Work request - Starting with the first line below, reproduce each line exactly until you have included the one bearing "coordinate, per axis.".

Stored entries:
○ ○ ○

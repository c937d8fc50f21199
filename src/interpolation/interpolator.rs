//! The object form: an immutable interpolant over a 1-D, 2-D or 3-D grid.

use ndarray::{Array2, ArrayD, ArrayView1, ArrayView2, ArrayView3, ArrayViewD, IxDyn};
use std::sync::Arc;
use tracing::{debug, trace};

#[cfg(feature = "parallel")]
use rayon::prelude::*;

use super::boundary::{self, BoundaryPolicy};
use super::common::{broadcast_len, broadcast_shape};
use super::grid::{Grid, Placement};
use super::method::Method;
use super::options::{check_orders, InterpOptions};
use super::tensor::{TensorSpline, MAX_DIMS};
use crate::error::{GridSplineError, Result};
use crate::logging::log_error;

/// Points evaluated per parallel task.
#[cfg(feature = "parallel")]
const CHUNK_SIZE: usize = 256;

/// Derivatives of one evaluated quantity with respect to the interpolant's data.
#[derive(Debug, Clone, PartialEq)]
pub struct Sensitivity {
    /// The evaluated quantity.
    pub value: f64,
    /// Derivative with respect to each sample, in the sample array's shape.
    pub samples: ArrayD<f64>,
    /// Derivative with respect to each node coordinate, per axis.
    pub nodes: Vec<Vec<f64>>,
}

/// Tensor-product interpolant over sampled grid data.
///
/// All derivative tables are computed at construction. Evaluation takes
/// `&self` only, so one interpolant can serve any number of threads.
#[derive(Debug, Clone)]
pub struct Interpolator {
    method: Method,
    tension: f64,
    boundaries: Vec<BoundaryPolicy>,
    grids: Vec<Grid>,
    shape: Vec<usize>,
    spline: TensorSpline,
}

impl Interpolator {
    /// Build an interpolant from per-axis node coordinates and the samples on
    /// their Cartesian product.
    ///
    /// `options.derivative` is not used here; evaluation calls take the
    /// derivative order explicitly.
    pub fn new(
        nodes: &[&[f64]],
        values: ArrayViewD<f64>,
        options: &InterpOptions,
    ) -> Result<Self> {
        Self::build(nodes, values, options).map_err(|e| {
            log_error(&e, "building interpolator");
            e
        })
    }

    pub fn new_1d(x: &[f64], values: ArrayView1<f64>, options: &InterpOptions) -> Result<Self> {
        Self::new(&[x], values.into_dyn(), options)
    }

    pub fn new_2d(
        x: &[f64],
        y: &[f64],
        values: ArrayView2<f64>,
        options: &InterpOptions,
    ) -> Result<Self> {
        Self::new(&[x, y], values.into_dyn(), options)
    }

    pub fn new_3d(
        x: &[f64],
        y: &[f64],
        z: &[f64],
        values: ArrayView3<f64>,
        options: &InterpOptions,
    ) -> Result<Self> {
        Self::new(&[x, y, z], values.into_dyn(), options)
    }

    fn build(nodes: &[&[f64]], values: ArrayViewD<f64>, options: &InterpOptions) -> Result<Self> {
        let ndim = nodes.len();
        if ndim == 0 || ndim > MAX_DIMS {
            return Err(GridSplineError::invalid_parameter(
                "nodes",
                format!("expected 1 to {} axes, got {}", MAX_DIMS, ndim),
            ));
        }
        if values.ndim() != ndim {
            return Err(GridSplineError::ShapeMismatch {
                message: format!(
                    "{} node axes but samples have {} dimensions",
                    ndim,
                    values.ndim()
                ),
            });
        }
        options.validate()?;

        let method = options.method;
        let periods = options.periods(ndim)?;
        let boundaries = options.boundaries(ndim)?;
        let mut grids = Vec::with_capacity(ndim);
        for (a, (x, period)) in nodes.iter().zip(&periods).enumerate() {
            let grid = Grid::with_period(x, *period)?;
            if grid.len() != values.shape()[a] {
                return Err(GridSplineError::ShapeMismatch {
                    message: format!(
                        "axis {} has {} nodes but samples have length {}",
                        a,
                        grid.len(),
                        values.shape()[a]
                    ),
                });
            }
            if grid.len() < method.min_nodes() {
                return Err(GridSplineError::InvalidGrid {
                    message: format!(
                        "{} needs at least {} nodes, axis {} has {}",
                        method,
                        method.min_nodes(),
                        a,
                        grid.len()
                    ),
                });
            }
            grids.push(grid);
        }

        let shape = values.shape().to_vec();
        let layouts = grids.iter().map(Grid::layout).collect();
        let spline = TensorSpline::new(method, options.tension, layouts, values);
        debug!(
            method = %method,
            shape = ?shape,
            periodic = ?periods,
            "Built interpolator"
        );

        Ok(Self {
            method,
            tension: options.tension,
            boundaries,
            grids,
            shape,
            spline,
        })
    }

    /// Wrap in an `Arc` for sharing between threads.
    pub fn into_shared(self) -> Arc<Self> {
        Arc::new(self)
    }

    pub fn ndim(&self) -> usize {
        self.grids.len()
    }

    pub fn method(&self) -> Method {
        self.method
    }

    pub fn tension(&self) -> f64 {
        self.tension
    }

    /// Boundary policy of each axis.
    pub fn boundaries(&self) -> &[BoundaryPolicy] {
        &self.boundaries
    }

    pub fn grids(&self) -> &[Grid] {
        &self.grids
    }

    /// Shape of the sample array.
    pub fn shape(&self) -> &[usize] {
        &self.shape
    }

    /// Evaluate at query arrays broadcast against each other.
    ///
    /// `derivative` holds one order per axis, a single order for every axis,
    /// or nothing for plain values.
    pub fn evaluate(
        &self,
        queries: &[ArrayViewD<f64>],
        derivative: &[usize],
    ) -> Result<ArrayD<f64>> {
        self.check_axes(queries.len(), "queries")?;
        let orders = self.orders(derivative)?;

        let shapes: Vec<&[usize]> = queries.iter().map(|q| q.shape()).collect();
        let shape = broadcast_shape(&shapes)?;
        let mut columns = Vec::with_capacity(queries.len());
        for q in queries {
            let view = q
                .broadcast(IxDyn(&shape))
                .ok_or_else(|| GridSplineError::ShapeMismatch {
                    message: format!(
                        "query shape {:?} cannot be broadcast to {:?}",
                        q.shape(),
                        shape
                    ),
                })?;
            columns.push(view.iter().copied().collect::<Vec<f64>>());
        }
        let columns: Vec<&[f64]> = columns.iter().map(Vec::as_slice).collect();

        let values = self.evaluate_columns(&columns, shape.iter().product(), &orders);
        ArrayD::from_shape_vec(IxDyn(&shape), values).map_err(|e| GridSplineError::Interpolation {
            message: e.to_string(),
        })
    }

    /// Evaluate at points given as per-axis coordinate lists of equal length
    /// (a list of length 1 is repeated).
    pub fn evaluate_points(&self, coords: &[&[f64]], derivative: &[usize]) -> Result<Vec<f64>> {
        self.check_axes(coords.len(), "coords")?;
        let orders = self.orders(derivative)?;
        let len = broadcast_len(&coords.iter().map(|c| c.len()).collect::<Vec<_>>())?;
        Ok(self.evaluate_columns(coords, len, &orders))
    }

    /// Evaluate at a single point.
    pub fn evaluate_point(&self, point: &[f64], derivative: &[usize]) -> Result<f64> {
        self.check_axes(point.len(), "point")?;
        let orders = self.orders(derivative)?;
        Ok(self.point_value(point, &orders))
    }

    /// First derivative along each axis at a single point.
    pub fn gradient(&self, point: &[f64]) -> Result<Vec<f64>> {
        self.check_axes(point.len(), "point")?;
        Ok((0..self.ndim())
            .map(|axis| {
                let mut orders = [0; MAX_DIMS];
                orders[axis] = 1;
                self.point_value(point, &orders)
            })
            .collect())
    }

    /// Evaluate at a single point and differentiate the result with respect
    /// to every sample and node coordinate.
    ///
    /// Points that resolve to a fill or missing value have zero sensitivity.
    pub fn sensitivity(&self, point: &[f64], derivative: &[usize]) -> Result<Sensitivity> {
        self.check_axes(point.len(), "point")?;
        let orders = self.orders(derivative)?;
        Ok(self.point_sensitivity(point, &orders))
    }

    /// Derivatives of the evaluated quantity at each point with respect to
    /// every sample: one row per point, samples flattened in row-major order.
    pub fn jacobian_samples(
        &self,
        coords: &[&[f64]],
        derivative: &[usize],
    ) -> Result<Array2<f64>> {
        self.check_axes(coords.len(), "coords")?;
        let orders = self.orders(derivative)?;
        let len = broadcast_len(&coords.iter().map(|c| c.len()).collect::<Vec<_>>())?;
        let width: usize = self.shape.iter().product();

        self.jacobian_rows(len, width, |i, row| {
            let point = point_at(coords, i);
            let sens = self.point_sensitivity(&point[..self.ndim()], &orders);
            for (dst, src) in row.iter_mut().zip(sens.samples.iter()) {
                *dst = *src;
            }
        })
    }

    /// Derivatives of the evaluated quantity at each point with respect to
    /// the node coordinates of `axis`: one row per point.
    pub fn jacobian_nodes(
        &self,
        coords: &[&[f64]],
        axis: usize,
        derivative: &[usize],
    ) -> Result<Array2<f64>> {
        self.check_axes(coords.len(), "coords")?;
        if axis >= self.ndim() {
            return Err(GridSplineError::invalid_parameter(
                "axis",
                format!("axis {} out of range for {} axes", axis, self.ndim()),
            ));
        }
        let orders = self.orders(derivative)?;
        let len = broadcast_len(&coords.iter().map(|c| c.len()).collect::<Vec<_>>())?;
        let width = self.grids[axis].len();

        self.jacobian_rows(len, width, |i, row| {
            let point = point_at(coords, i);
            let sens = self.point_sensitivity(&point[..self.ndim()], &orders);
            row.copy_from_slice(&sens.nodes[axis]);
        })
    }

    fn check_axes(&self, given: usize, what: &str) -> Result<()> {
        if given != self.ndim() {
            return Err(GridSplineError::ShapeMismatch {
                message: format!(
                    "{} has {} axes but the interpolator has {}",
                    what,
                    given,
                    self.ndim()
                ),
            });
        }
        Ok(())
    }

    fn orders(&self, derivative: &[usize]) -> Result<[usize; MAX_DIMS]> {
        let mut orders = [0; MAX_DIMS];
        match derivative.len() {
            0 => {}
            1 => orders[..self.ndim()].fill(derivative[0]),
            n if n == self.ndim() => orders[..n].copy_from_slice(derivative),
            n => {
                return Err(GridSplineError::invalid_parameter(
                    "derivative",
                    format!("expected 1 or {} orders, got {}", self.ndim(), n),
                ))
            }
        }
        check_orders(&orders)?;
        Ok(orders)
    }

    /// Place each coordinate and apply the boundary policy.
    fn place(&self, point: &[f64]) -> Resolved {
        let mut placements = [Placement::Inside(0.0); MAX_DIMS];
        for ((slot, axis), &x) in placements.iter_mut().zip(self.spline.axes()).zip(point) {
            *slot = axis.place(x);
        }
        let placements = &placements[..self.ndim()];
        if let Some(v) = boundary::resolve(&self.boundaries, placements) {
            return Resolved::Marker(v);
        }

        let mut coords = [0.0; MAX_DIMS];
        for (c, p) in coords.iter_mut().zip(placements) {
            *c = p.coordinate();
        }
        Resolved::Spline(coords)
    }

    fn point_value(&self, point: &[f64], orders: &[usize; MAX_DIMS]) -> f64 {
        let k = self.ndim();
        match self.place(point) {
            Resolved::Spline(coords) => self.spline.evaluate(&coords[..k], &orders[..k]),
            Resolved::Marker(v) => v,
        }
    }

    fn point_sensitivity(&self, point: &[f64], orders: &[usize; MAX_DIMS]) -> Sensitivity {
        let k = self.ndim();
        match self.place(point) {
            Resolved::Spline(coords) => {
                let rev = self.spline.reverse(&coords[..k], &orders[..k]);
                Sensitivity {
                    value: rev.value,
                    samples: rev.samples,
                    nodes: rev.nodes,
                }
            }
            Resolved::Marker(v) => Sensitivity {
                value: v,
                samples: ArrayD::zeros(IxDyn(&self.shape)),
                nodes: self.grids.iter().map(|g| vec![0.0; g.len()]).collect(),
            },
        }
    }

    fn evaluate_columns(
        &self,
        columns: &[&[f64]],
        len: usize,
        orders: &[usize; MAX_DIMS],
    ) -> Vec<f64> {
        trace!(points = len, "Evaluating batch");
        let mut out = vec![0.0; len];

        #[cfg(feature = "parallel")]
        {
            out.par_chunks_mut(CHUNK_SIZE)
                .enumerate()
                .for_each(|(chunk, slots)| {
                    for (j, slot) in slots.iter_mut().enumerate() {
                        let point = point_at(columns, chunk * CHUNK_SIZE + j);
                        *slot = self.point_value(&point[..self.ndim()], orders);
                    }
                });
        }

        #[cfg(not(feature = "parallel"))]
        {
            for (i, slot) in out.iter_mut().enumerate() {
                let point = point_at(columns, i);
                *slot = self.point_value(&point[..self.ndim()], orders);
            }
        }

        out
    }

    fn jacobian_rows<F>(&self, len: usize, width: usize, fill: F) -> Result<Array2<f64>>
    where
        F: Fn(usize, &mut [f64]) + Sync,
    {
        trace!(points = len, width = width, "Building jacobian");
        let mut data = vec![0.0; len * width];

        if width > 0 {
            #[cfg(feature = "parallel")]
            data.par_chunks_mut(width)
                .enumerate()
                .for_each(|(i, row)| fill(i, row));

            #[cfg(not(feature = "parallel"))]
            data.chunks_mut(width)
                .enumerate()
                .for_each(|(i, row)| fill(i, row));
        }

        Array2::from_shape_vec((len, width), data).map_err(|e| GridSplineError::Interpolation {
            message: e.to_string(),
        })
    }
}

/// A query after the boundary policy: working coordinates to evaluate the
/// spline at, or the value to report instead.
enum Resolved {
    Spline([f64; MAX_DIMS]),
    Marker(f64),
}

/// Coordinates of point `i`; length-1 columns repeat.
fn point_at(columns: &[&[f64]], i: usize) -> [f64; MAX_DIMS] {
    let mut point = [0.0; MAX_DIMS];
    for (slot, column) in point.iter_mut().zip(columns) {
        *slot = if column.len() == 1 { column[0] } else { column[i] };
    }
    point
}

○ ○ ○

Result of the task -
repository c937d8fc50f21199
filename src/interpolation/interpolator.rs
//! The object form: an immutable interpolant over a 1-D, 2-D or 3-D grid.

use ndarray::{Array2, ArrayD, ArrayView1, ArrayView2, ArrayView3, ArrayViewD, IxDyn};
use std::sync::Arc;
use tracing::{debug, trace};

#[cfg(feature = "parallel")]
use rayon::prelude::*;

use super::boundary::{self, BoundaryPolicy};
use super::common::{broadcast_len, broadcast_shape};
use super::grid::{Grid, Placement};
use super::method::Method;
use super::options::{check_orders, InterpOptions};
use super::tensor::{TensorSpline, MAX_DIMS};
use crate::error::{GridSplineError, Result};
use crate::logging::log_error;

/// Points evaluated per parallel task.
#[cfg(feature = "parallel")]
const CHUNK_SIZE: usize = 256;

/// Derivatives of one evaluated quantity with respect to the interpolant's data.
#[derive(Debug, Clone, PartialEq)]
pub struct Sensitivity {
    /// The evaluated quantity.
    pub value: f64,
    /// Derivative with respect to each sample, in the sample array's shape.
    pub samples: ArrayD<f64>,
    /// Derivative with respect to each node coordinate, per axis.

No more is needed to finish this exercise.